From the Roman Forum I continued north by foot and arrived at the Pantheon, another fantastic building and very similar to the one I had just seen in Athens, just in a lot better condition. There are plenty of restaurants and cafes surrounding the Pantheon so it’s probably a good place to stop for lunch and soak up the atmosphere. From there I walked over to the Trevi Fountain which was incredibly impressive and then I continued on to the Spanish Steps. After I walked up the Spanish Steps I took a left and followed the road into the park, where I spent a lazy afternoon recovering from the long walk and I took my time watching full grown adults falling over trying to learn to rollerblade. I then walked over to the view point and looked down over the Piazza Del Popollo which offers great views of the city, if you time it right you could catch the sunset. I then went down the steps to view the Piazza Del Poppolo up close before catching the Metro back to my hostel to freshen up before an amazing Italian dinner. I was staying a 10 minute walk from the Central Station or Termini which I felt was a great location. It meant I was close to the public transport links if I didn’t feel like walking and I wasn’t far from the Colosseum. A ticket for the Metro costs €1.50 and is valid for one whole journey with a total time of 100 minutes. It means if you want to travel from the end of Line A, swap lines at Termini and continue to the end of LIne B, as long as it takes under 100 minutes it will cost the same as travelling 1 stop, €1.50.

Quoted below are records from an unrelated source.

// Mirror `pos` back into [0, max] and send `vel` inwards with a little noise
// so particles don't settle into a fixed bounce period.
fn reflect(pos: &mut f32, vel: &mut f32, max: f32, jitter: f32, rng: &mut SmallRng) {
    let speed = (vel.abs() + rng.gen_range(-jitter..=jitter)).max(jitter);
    if *pos < 0.0 {
        *pos = -*pos;
        *vel = speed;
    } else if *pos > max {
        *pos = 2.0 * max - *pos;
        *vel = -speed;
    }
    *pos = pos.clamp(0.0, max);
}

#[cfg(test)]
mod tests {
    use super::*;

    #[derive(Default)]
    struct Recorder {
        clears: usize,
        circles: usize,
        polygons: Vec<usize>,
        lines: Vec<f32>,
    }

    impl Surface for Recorder {
        fn clear(&mut self) {
            self.clears += 1;
        }
        fn fill_circle(&mut self, _: f32, _: f32, _: f32, _: Rgb, _: f32) {
            self.circles += 1;
        }
        fn fill_polygon(&mut self, points: &[(f32, f32)], _: Rgb, _: f32) {
            self.polygons.push(points.len());
        }
        fn stroke_line(&mut self, _: f32, _: f32, _: f32, _: f32, _: Rgb, alpha: f32) {
            self.lines.push(alpha);
        }
    }

    fn vp(w: f32, h: f32) -> Viewport {
        Viewport { w, h }
    }

    fn field(theme: Theme, w: f32, h: f32) -> ParticleField {
        let mut f = ParticleField::new(theme, Some(7));
        f.initialize(Some(vp(w, h)));
        f
    }

    fn still(x: f32, y: f32) -> Particle {
        Particle {
            x,
            y,
            size: 1.0,
            growth: 0.01,
            speed_x: 0.0,
            speed_y: 0.0,
            color: 0,
            alpha: 1.0,
            rotation: 0.0,
            spin: 0.0,
            shape: Shape::Circle,
        }
    }

    #[test]
    fn width_1000_seeds_exact_count() {
        // aurora: divisor 8, cap 150
        let f = field(Theme::Aurora, 1000.0, 400.0);
        assert_eq!(f.particles().len(), 125);
    }

    #[test]
    fn seed_count_is_capped() {
        let f = field(Theme::Nebula, 100_000.0, 400.0);
        assert_eq!(f.particles().len(), Theme::Nebula.style().density.initial_cap);
        assert_eq!(seed_count(0.0, Theme::Nebula.style().density), 0);
    }

    #[test]
    fn no_surface_is_a_no_op() {
        let mut f = ParticleField::new(Theme::Nebula, Some(1));
        f.initialize(None);
        assert!(!f.is_active());
        assert!(f.particles().is_empty());

        f.step(Duration::from_millis(16), Some(Pointer { x: 1.0, y: 1.0 }));
        let mut rec = Recorder::default();
        f.render(&mut rec);
        assert_eq!(rec.clears, 0);
        assert!(f.particles().is_empty());

        f.initialize(Some(vp(0.0, 40.0)));
        assert!(!f.is_active());
    }

    #[test]
    fn seeded_particles_start_inside_the_viewport() {
        let f = field(Theme::Nebula, 300.0, 120.0);
        let band = FieldParams::default();
        let palette = Theme::Nebula.style().palette.len();
        for p in f.particles() {
            assert!((0.0..=300.0).contains(&p.x));
            assert!((0.0..=120.0).contains(&p.y));
            assert!(p.size >= band.size_min && p.size <= band.size_max);
            assert!(p.alpha > 0.0 && p.alpha <= 1.0);
            assert!(p.color < palette);
            if let Shape::Polygon(n) = p.shape {
                assert!((3..=5).contains(&n));
            }
        }
    }

    #[test]
    fn boundary_crossing_reflects_instead_of_clipping() {
        let mut f = field(Theme::Mono, 100.0, 50.0);
        f.params.spawn_chance = 0.0;
        f.particles = vec![
            Particle { speed_x: 1.5, ..still(99.5, 25.0) },
            Particle { speed_y: -1.5, ..still(50.0, 0.5) },
        ];
        f.step(Duration::from_millis(16), None);

        let right = &f.particles[0];
        assert!((right.x - 99.0).abs() < 1e-4, "x={}", right.x);
        assert!(right.speed_x < 0.0);

        let top = &f.particles[1];
        assert!((top.y - 1.0).abs() < 1e-4, "y={}", top.y);
        assert!(top.speed_y > 0.0);
    }

    #[test]
    fn positions_stay_in_bounds_over_many_steps() {
        let mut f = field(Theme::Aurora, 240.0, 96.0);
        for p in &mut f.particles {
            p.speed_x *= 5.0;
            p.speed_y *= 5.0;
        }
        let ptr = Some(Pointer { x: 120.0, y: 48.0 });
        for _ in 0..2000 {
            f.step(Duration::from_millis(33), ptr);
            for p in f.particles() {
                assert!(p.x >= 0.0 && p.x <= 240.0, "x={}", p.x);
                assert!(p.y >= 0.0 && p.y <= 96.0, "y={}", p.y);
            }
        }
    }

    #[test]
    fn size_never_leaves_its_band() {
        let mut f = field(Theme::Nebula, 200.0, 80.0);
        let band = f.params;
        for p in &mut f.particles {
            p.growth *= 10.0;
        }
        for _ in 0..5000 {
            f.step(Duration::from_millis(16), None);
            for p in f.particles() {
                assert!(p.size >= band.size_min && p.size <= band.size_max, "size={}", p.size);
            }
        }
    }

    #[test]
    fn pointer_attracts_nearby_particles() {
        let mut f = field(Theme::Aurora, 200.0, 200.0);
        f.params.spawn_chance = 0.0;
        f.particles = vec![still(100.0, 100.0), still(10.0, 10.0)];
        f.step(Duration::from_millis(16), Some(Pointer { x: 110.0, y: 100.0 }));
        assert!(f.particles[0].speed_x > 0.0);
        assert!(f.particles[0].speed_y.abs() < 1e-6);
        // outside the interaction radius
        assert_eq!(f.particles[1].speed_x, 0.0);
    }

    #[test]
    fn closer_pointer_pushes_harder() {
        let mut f = field(Theme::Ember, 200.0, 200.0);
        f.params.spawn_chance = 0.0;
        f.particles = vec![still(100.0, 100.0)];
        f.step(
            Duration::from_millis(16),
            Some(Pointer { x: 105.0, y: 100.0 }),
        );
        // ember repels
        let near = f.particles[0].speed_x;
        assert!(near < 0.0);

        let mut g = field(Theme::Ember, 200.0, 200.0);
        g.params.spawn_chance = 0.0;
        g.particles = vec![still(100.0, 100.0)];
        g.step(
            Duration::from_millis(16),
            Some(Pointer { x: 120.0, y: 100.0 }),
        );
        assert!(g.particles[0].speed_x.abs() < near.abs());
    }

    #[test]
    fn speed_is_limited() {
        let mut f = field(Theme::Nebula, 200.0, 200.0);
        f.params.spawn_chance = 0.0;
        f.particles = vec![Particle { speed_x: 40.0, speed_y: 30.0, ..still(100.0, 100.0) }];
        f.step(Duration::from_millis(16), None);
        let p = &f.particles[0];
        let speed = (p.speed_x * p.speed_x + p.speed_y * p.speed_y).sqrt();
        assert!(speed <= f.params.max_speed + 1e-4);
    }

    #[test]
    fn rotation_follows_wall_clock() {
        let mut f = field(Theme::Nebula, 200.0, 200.0);
        f.params.spawn_chance = 0.0;
        f.particles = vec![Particle { spin: 1.0, ..still(100.0, 100.0) }];
        f.step(Duration::from_millis(500), None);
        assert!((f.particles[0].rotation - 0.5).abs() < 1e-4);
    }

    #[test]
    fn oldest_particles_drop_past_the_live_cap() {
        let mut f = field(Theme::Mono, 200.0, 80.0);
        f.params.spawn_chance = 1.0;
        let cap = Theme::Mono.style().density.live_cap;
        f.particles = (0..cap).map(|i| still(i as f32 % 200.0, 40.0)).collect();
        f.particles[0].alpha = 0.5;
        f.particles[1].alpha = 0.25;
        f.step(Duration::from_millis(16), None);
        assert_eq!(f.particles.len(), cap);
        // the first one went, the second is now the oldest
        assert_eq!(f.particles[0].alpha, 0.25);
    }

    #[test]
    fn occasional_spawns_grow_the_set() {
        let mut f = field(Theme::Nebula, 150.0, 80.0);
        let start = f.particles().len();
        for _ in 0..400 {
            f.step(Duration::from_millis(16), None);
        }
        assert!(f.particles().len() > start);
        assert!(f.particles().len() <= Theme::Nebula.style().density.live_cap);
    }

    #[test]
    fn opacity_is_monotonic_in_distance() {
        let r = 18.0;
        assert_eq!(connection_opacity(r, r), 0.0);
        assert_eq!(connection_opacity(r * 3.0, r), 0.0);
        assert!(connection_opacity(0.001, r) > 0.99);
        let mut last = f32::INFINITY;
        for i in 0..=36 {
            let o = connection_opacity(i as f32 * 0.5, r);
            assert!(o <= last);
            assert!((0.0..=1.0).contains(&o));
            last = o;
        }
    }

    #[test]
    fn render_draws_every_particle_and_links_close_pairs() {
        let mut f = field(Theme::Nebula, 200.0, 200.0);
        f.particles = vec![
            still(10.0, 10.0),
            still(19.0, 10.0),
            Particle { shape: Shape::Polygon(4), ..still(150.0, 150.0) },
        ];
        let mut rec = Recorder::default();
        f.render(&mut rec);
        assert_eq!(rec.clears, 1);
        assert_eq!(rec.circles, 2);
        assert_eq!(rec.polygons, vec![4]);
        assert_eq!(rec.lines.len(), 1);
        let expected = connection_opacity(9.0, f.params.connection_radius) * Theme::Nebula.style().link_alpha;
        assert!((rec.lines[0] - expected).abs() < 1e-5);
    }

    #[test]
    fn theme_change_reseeds_with_new_palette() {
        let mut f = field(Theme::Nebula, 400.0, 100.0);
        f.set_theme(Theme::Mono);
        assert_eq!(f.theme(), Theme::Mono);
        assert_eq!(f.particles().len(), seed_count(400.0, Theme::Mono.style().density));
        let palette = Theme::Mono.style().palette.len();
        assert!(f.particles().iter().all(|p| p.color < palette));
    }

    #[test]
    fn resize_keeps_positions() {
        let mut f = field(Theme::Nebula, 400.0, 100.0);
        let before: Vec<(f32, f32)> = f.particles().iter().map(|p| (p.x, p.y)).collect();
        f.resize(vp(200.0, 50.0));
        let after: Vec<(f32, f32)> = f.particles().iter().map(|p| (p.x, p.y)).collect();
        assert_eq!(before, after);

        let mut g = ParticleField::new(Theme::Nebula, Some(3));
        g.initialize(None);
        g.resize(vp(300.0, 100.0));
        assert!(g.is_active());
        assert_eq!(g.particles().len(), 20);
    }

    #[test]
    fn polygon_vertices_sit_on_the_radius() {
        let pts = polygon_vertices(5.0, 5.0, 2.0, 5, 0.3);
        assert_eq!(pts.len(), 5);
        for (x, y) in pts {
            let d = ((x - 5.0).powi(2) + (y - 5.0).powi(2)).sqrt();
            assert!((d - 2.0).abs() < 1e-4);
        }
    }
}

On my final day I caught the Metro to the Vatican. The stop to get off at is Ottaviano even thought the stop before is called Lepanto Vaticano. You will see a lot of people getting off at Lepanto but it is a longer walk to the Vatican. The 2 main attractions are St Peter’s Basilica and the Vatican Museum, which houses the Sistine Chapel. One thing to note is you are not allowed to enter if you are wearing shorts or showing your shoulders, no matter how hot it is or what gender you are, I saw people getting turned away. Also the Museum is shut on a Sunday which can be annoying if you are only there for the weekend. When you enter St Peter’s Square you will see a huge queue with people queuing to go through airport style security to enter the Basilica. I decided not to join this queue and went back outside and round to the left to join the queue for the Musuem. I had about 20 touts come up to me and say that the queue was over 2 hours long and I could pay them €60 so I could jump to the front of both lines, for the Museum and the Basilica. I decided against this and joined the queue, which was down to the second corner and I was inside within 37 minutes. Now this was quite a long time to wait but it saved me tons of money and everything moves quite quickly. The entry ticket was €16 and the Museum is home to sooooooo much art and history, if you are an art lover then you could easily lose 5 hours in the museum. If you haven’t purchased the queue jump ticket make sure you visit the Sistine Chapel last. It is an amazing piece of art and it takes a while to get through the crowds. Once you are through to the end there is a door on the right which says “Exit Strictly For Tour Groups Only” and an exit on the left which takes you back out the front. If you take the door on the left you have to walk back round to St Peter’s Square and join the queue for the Basilica. Or you can be cheeky and do what I did… I immersed myself into the middle of a tour group heading out the exit on the right and 2 minutes later found myself in St Peter’s Basilica, looking out at everyone queuing in the square.

I took my time looking around and taking in the amazing architecture before joining another queue to head up to the top of the dome. This is definitely something you have to do as the views from the top of the whole city are amazing. You can pay €6 to walk up all 551 steps or pay €8 to get an elevator up some of the way and then walk up 301 steps. It’s not worth paying and waiting for the elevator, the first 250 steps are small, wide and its an easy climb, its after that things get narrow. The final 301 steps are quite steep, tight and tricky but I thought it was fantastic. There are a few places to stop and rest if needed and the views from the top make it all worth while. After I took a few snaps I made the descent before walking back into the centre of Rome along the river, appreciating my final walk in this beautiful city. From Rome I’m catching a bus to Florence, supposedly one of the most beautiful cities in Italy, it will do well to beat Rome.